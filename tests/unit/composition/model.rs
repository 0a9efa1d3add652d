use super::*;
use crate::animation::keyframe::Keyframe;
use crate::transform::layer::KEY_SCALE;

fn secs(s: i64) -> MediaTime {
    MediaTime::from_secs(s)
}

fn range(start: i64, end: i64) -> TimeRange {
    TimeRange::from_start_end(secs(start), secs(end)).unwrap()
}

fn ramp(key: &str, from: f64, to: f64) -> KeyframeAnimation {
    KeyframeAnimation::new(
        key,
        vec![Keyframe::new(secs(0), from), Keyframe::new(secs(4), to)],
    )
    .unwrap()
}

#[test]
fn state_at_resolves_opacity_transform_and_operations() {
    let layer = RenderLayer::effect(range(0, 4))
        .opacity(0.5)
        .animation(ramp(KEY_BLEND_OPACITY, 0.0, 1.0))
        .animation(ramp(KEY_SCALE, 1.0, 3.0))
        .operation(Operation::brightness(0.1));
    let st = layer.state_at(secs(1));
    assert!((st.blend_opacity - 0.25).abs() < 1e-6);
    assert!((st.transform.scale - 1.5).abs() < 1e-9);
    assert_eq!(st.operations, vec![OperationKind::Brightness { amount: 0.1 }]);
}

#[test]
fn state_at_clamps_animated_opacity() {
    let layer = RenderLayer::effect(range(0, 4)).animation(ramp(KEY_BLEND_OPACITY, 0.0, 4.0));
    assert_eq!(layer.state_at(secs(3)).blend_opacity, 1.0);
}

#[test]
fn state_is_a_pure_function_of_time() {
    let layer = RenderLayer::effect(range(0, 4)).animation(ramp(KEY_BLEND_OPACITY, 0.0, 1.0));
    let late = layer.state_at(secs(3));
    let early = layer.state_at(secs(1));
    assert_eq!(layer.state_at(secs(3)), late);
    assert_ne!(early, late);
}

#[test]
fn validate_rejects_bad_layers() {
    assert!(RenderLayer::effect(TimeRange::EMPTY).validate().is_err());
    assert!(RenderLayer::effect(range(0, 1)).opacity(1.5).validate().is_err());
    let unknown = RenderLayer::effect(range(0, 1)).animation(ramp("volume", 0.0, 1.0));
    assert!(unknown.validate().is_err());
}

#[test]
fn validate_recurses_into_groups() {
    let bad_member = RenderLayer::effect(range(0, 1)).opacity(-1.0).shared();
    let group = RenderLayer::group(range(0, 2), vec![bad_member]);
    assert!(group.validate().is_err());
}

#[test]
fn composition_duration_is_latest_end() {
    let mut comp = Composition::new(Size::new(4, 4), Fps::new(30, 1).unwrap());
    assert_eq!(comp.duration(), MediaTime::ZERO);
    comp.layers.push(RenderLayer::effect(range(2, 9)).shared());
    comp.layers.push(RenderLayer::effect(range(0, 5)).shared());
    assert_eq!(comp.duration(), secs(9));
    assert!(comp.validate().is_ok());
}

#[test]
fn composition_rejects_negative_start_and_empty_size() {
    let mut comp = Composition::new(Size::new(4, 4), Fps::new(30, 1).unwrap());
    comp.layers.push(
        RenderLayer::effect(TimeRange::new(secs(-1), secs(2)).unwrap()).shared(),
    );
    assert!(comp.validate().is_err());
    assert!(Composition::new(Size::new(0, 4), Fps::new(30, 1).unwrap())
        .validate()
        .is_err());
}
--
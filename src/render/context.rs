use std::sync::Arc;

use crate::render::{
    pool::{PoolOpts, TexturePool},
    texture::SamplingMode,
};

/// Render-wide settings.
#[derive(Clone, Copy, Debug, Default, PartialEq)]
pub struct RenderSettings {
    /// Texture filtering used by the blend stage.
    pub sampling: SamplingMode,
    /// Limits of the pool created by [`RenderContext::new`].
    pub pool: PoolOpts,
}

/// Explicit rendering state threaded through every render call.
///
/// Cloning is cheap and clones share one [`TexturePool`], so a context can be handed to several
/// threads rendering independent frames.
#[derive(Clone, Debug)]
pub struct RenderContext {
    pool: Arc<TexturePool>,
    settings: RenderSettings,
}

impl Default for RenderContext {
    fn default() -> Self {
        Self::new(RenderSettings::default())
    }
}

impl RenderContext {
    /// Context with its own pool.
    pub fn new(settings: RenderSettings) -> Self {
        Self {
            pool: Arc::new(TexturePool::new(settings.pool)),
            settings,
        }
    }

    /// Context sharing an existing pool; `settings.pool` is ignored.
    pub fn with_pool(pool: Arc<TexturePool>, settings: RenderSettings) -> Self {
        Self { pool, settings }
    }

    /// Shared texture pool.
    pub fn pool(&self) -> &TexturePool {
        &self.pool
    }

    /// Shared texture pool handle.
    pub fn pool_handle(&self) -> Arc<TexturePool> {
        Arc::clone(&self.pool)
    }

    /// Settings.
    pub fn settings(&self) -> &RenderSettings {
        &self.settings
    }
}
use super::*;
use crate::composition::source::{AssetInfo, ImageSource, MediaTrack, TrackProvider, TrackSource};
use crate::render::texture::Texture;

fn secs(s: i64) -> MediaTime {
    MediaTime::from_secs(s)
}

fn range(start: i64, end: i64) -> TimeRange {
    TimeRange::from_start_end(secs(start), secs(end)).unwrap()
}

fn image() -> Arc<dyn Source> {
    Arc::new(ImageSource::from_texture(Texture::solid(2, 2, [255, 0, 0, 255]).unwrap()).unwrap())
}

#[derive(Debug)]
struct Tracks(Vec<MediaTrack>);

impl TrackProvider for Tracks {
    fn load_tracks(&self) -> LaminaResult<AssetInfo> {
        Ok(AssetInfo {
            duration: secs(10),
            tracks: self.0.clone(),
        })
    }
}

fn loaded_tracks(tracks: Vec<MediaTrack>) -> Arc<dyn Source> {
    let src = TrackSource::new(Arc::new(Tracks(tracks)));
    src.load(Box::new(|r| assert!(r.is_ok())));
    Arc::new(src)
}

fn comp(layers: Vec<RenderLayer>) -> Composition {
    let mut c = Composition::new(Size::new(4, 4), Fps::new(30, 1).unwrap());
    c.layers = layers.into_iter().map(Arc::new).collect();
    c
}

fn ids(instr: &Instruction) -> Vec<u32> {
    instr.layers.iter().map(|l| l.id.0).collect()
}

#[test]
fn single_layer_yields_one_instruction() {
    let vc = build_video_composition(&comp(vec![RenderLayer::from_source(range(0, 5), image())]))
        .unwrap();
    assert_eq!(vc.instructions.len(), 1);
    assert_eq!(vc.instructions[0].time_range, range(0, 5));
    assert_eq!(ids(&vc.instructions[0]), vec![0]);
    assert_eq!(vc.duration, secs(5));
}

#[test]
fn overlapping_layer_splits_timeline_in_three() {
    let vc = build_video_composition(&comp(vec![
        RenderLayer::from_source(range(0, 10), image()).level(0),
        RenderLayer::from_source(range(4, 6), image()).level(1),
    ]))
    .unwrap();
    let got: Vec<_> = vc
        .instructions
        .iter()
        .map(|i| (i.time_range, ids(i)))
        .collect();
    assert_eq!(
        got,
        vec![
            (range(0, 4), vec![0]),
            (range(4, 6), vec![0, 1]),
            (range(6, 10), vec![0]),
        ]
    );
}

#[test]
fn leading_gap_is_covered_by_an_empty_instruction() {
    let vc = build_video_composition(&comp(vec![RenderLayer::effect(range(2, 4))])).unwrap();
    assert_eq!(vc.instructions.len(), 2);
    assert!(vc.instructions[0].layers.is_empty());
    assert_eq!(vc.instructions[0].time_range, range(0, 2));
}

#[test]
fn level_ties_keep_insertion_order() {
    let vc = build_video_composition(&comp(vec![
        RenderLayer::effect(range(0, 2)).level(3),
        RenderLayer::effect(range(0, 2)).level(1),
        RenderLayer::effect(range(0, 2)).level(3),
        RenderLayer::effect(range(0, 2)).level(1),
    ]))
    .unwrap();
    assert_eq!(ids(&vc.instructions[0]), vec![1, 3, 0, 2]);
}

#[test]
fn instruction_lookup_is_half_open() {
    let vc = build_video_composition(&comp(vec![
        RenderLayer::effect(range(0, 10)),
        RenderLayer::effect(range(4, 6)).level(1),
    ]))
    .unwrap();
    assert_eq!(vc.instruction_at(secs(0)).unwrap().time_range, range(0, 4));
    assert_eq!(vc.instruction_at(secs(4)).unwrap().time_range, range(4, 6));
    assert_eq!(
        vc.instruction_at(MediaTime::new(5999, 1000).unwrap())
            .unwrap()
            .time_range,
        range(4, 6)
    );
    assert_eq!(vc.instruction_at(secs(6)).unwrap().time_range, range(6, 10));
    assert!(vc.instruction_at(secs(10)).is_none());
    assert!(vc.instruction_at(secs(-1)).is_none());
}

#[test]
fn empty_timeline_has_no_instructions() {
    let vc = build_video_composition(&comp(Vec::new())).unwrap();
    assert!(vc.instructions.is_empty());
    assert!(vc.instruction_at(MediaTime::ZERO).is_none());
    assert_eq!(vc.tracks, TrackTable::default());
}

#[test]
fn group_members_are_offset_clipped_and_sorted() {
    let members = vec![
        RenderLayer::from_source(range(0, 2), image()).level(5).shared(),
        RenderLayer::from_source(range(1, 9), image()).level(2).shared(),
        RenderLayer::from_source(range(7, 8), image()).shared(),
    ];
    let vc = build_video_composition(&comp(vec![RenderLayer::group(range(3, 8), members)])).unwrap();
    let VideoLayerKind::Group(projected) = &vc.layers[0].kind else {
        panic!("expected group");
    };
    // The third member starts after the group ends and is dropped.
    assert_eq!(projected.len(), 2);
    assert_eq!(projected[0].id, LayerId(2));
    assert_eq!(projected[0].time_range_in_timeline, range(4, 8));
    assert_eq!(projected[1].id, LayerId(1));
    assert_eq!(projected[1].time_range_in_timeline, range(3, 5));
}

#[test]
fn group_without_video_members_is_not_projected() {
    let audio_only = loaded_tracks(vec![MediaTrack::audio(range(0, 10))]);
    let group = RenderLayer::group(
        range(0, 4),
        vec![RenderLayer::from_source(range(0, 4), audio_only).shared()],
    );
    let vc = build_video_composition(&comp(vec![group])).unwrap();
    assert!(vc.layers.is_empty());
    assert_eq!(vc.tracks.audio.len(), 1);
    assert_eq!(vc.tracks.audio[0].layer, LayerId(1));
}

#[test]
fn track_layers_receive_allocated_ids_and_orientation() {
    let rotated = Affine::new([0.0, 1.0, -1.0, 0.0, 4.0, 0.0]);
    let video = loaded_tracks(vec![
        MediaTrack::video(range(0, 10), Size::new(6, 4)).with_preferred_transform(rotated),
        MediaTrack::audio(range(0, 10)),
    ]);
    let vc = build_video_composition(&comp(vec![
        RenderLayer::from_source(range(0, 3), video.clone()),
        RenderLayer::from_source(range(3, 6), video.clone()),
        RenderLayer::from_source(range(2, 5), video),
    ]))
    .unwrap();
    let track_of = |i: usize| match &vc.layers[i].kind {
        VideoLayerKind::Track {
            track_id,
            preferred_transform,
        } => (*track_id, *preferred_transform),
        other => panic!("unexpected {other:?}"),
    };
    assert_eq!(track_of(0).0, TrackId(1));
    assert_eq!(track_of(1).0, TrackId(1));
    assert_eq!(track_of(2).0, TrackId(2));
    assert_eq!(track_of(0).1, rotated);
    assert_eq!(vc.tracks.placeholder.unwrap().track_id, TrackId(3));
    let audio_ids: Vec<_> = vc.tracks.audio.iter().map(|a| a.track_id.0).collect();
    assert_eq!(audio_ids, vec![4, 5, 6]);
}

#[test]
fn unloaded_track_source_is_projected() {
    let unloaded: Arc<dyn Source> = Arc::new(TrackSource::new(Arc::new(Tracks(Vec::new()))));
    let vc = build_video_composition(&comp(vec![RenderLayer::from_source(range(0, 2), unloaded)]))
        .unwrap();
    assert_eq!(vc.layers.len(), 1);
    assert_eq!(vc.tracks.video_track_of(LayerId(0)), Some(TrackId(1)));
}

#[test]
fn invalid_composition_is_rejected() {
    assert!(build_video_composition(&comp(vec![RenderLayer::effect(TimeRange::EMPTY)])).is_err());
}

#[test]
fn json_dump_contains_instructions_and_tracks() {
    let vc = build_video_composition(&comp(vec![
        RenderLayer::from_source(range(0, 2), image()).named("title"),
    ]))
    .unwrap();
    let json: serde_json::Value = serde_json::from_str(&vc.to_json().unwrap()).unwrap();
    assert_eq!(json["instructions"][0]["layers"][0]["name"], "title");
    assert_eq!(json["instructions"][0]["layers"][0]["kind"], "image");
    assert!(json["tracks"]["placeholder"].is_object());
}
---
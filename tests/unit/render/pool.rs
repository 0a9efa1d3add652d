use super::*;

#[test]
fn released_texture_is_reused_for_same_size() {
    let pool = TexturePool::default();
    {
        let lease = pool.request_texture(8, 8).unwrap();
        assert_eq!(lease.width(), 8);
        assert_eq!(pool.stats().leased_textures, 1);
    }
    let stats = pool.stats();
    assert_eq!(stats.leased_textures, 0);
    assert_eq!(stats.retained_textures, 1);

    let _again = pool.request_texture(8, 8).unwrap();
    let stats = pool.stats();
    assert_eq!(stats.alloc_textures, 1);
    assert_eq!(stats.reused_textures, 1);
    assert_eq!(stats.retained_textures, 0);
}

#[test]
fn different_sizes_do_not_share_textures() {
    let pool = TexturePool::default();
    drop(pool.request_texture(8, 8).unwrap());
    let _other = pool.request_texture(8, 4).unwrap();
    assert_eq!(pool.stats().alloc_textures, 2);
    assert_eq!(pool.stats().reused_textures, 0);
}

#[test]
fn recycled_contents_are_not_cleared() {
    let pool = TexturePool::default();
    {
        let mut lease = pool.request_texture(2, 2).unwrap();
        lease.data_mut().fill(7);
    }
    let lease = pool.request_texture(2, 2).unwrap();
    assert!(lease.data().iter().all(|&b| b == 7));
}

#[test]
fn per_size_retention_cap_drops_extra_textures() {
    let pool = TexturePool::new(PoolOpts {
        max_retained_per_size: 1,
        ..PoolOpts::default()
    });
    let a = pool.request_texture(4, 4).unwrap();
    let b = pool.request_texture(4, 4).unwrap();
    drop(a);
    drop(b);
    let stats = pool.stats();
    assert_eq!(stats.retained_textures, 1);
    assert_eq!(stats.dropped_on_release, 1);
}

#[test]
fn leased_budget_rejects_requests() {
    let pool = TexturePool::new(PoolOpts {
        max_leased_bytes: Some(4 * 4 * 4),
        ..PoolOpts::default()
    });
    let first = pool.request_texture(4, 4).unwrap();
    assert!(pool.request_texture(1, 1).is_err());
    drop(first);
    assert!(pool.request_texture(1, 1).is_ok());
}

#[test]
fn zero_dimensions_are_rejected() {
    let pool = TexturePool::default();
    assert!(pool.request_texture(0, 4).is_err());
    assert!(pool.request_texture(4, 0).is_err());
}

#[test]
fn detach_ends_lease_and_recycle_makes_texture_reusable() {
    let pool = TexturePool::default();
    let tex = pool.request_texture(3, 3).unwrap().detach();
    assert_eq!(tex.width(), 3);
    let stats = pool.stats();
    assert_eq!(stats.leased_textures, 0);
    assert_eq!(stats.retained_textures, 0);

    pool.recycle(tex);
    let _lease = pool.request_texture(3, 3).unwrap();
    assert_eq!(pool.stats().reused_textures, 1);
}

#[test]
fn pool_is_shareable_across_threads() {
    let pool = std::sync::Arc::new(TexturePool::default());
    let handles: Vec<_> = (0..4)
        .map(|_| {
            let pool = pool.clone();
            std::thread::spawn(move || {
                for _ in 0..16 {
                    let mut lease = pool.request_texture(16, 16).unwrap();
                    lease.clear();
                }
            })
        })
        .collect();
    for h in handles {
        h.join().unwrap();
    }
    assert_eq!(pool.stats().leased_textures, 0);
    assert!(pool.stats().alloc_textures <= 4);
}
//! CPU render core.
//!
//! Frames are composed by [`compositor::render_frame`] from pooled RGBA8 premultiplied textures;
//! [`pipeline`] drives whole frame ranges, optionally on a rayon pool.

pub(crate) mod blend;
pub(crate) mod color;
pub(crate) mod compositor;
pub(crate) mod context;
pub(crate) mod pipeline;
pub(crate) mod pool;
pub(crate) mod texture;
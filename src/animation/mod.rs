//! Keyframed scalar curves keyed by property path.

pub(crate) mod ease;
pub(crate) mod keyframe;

* _Exercise goal_:
Select all lines with the word "collect" from the entries above.

* _Output_:
    c.layers = layers.into_iter().map(Arc::new).collect();
    instr.layers.iter().map(|l| l.id.0).collect()
        .collect();
    let audio_ids: Vec<_> = vc.tracks.audio.iter().map(|a| a.track_id.0).collect();
        .collect();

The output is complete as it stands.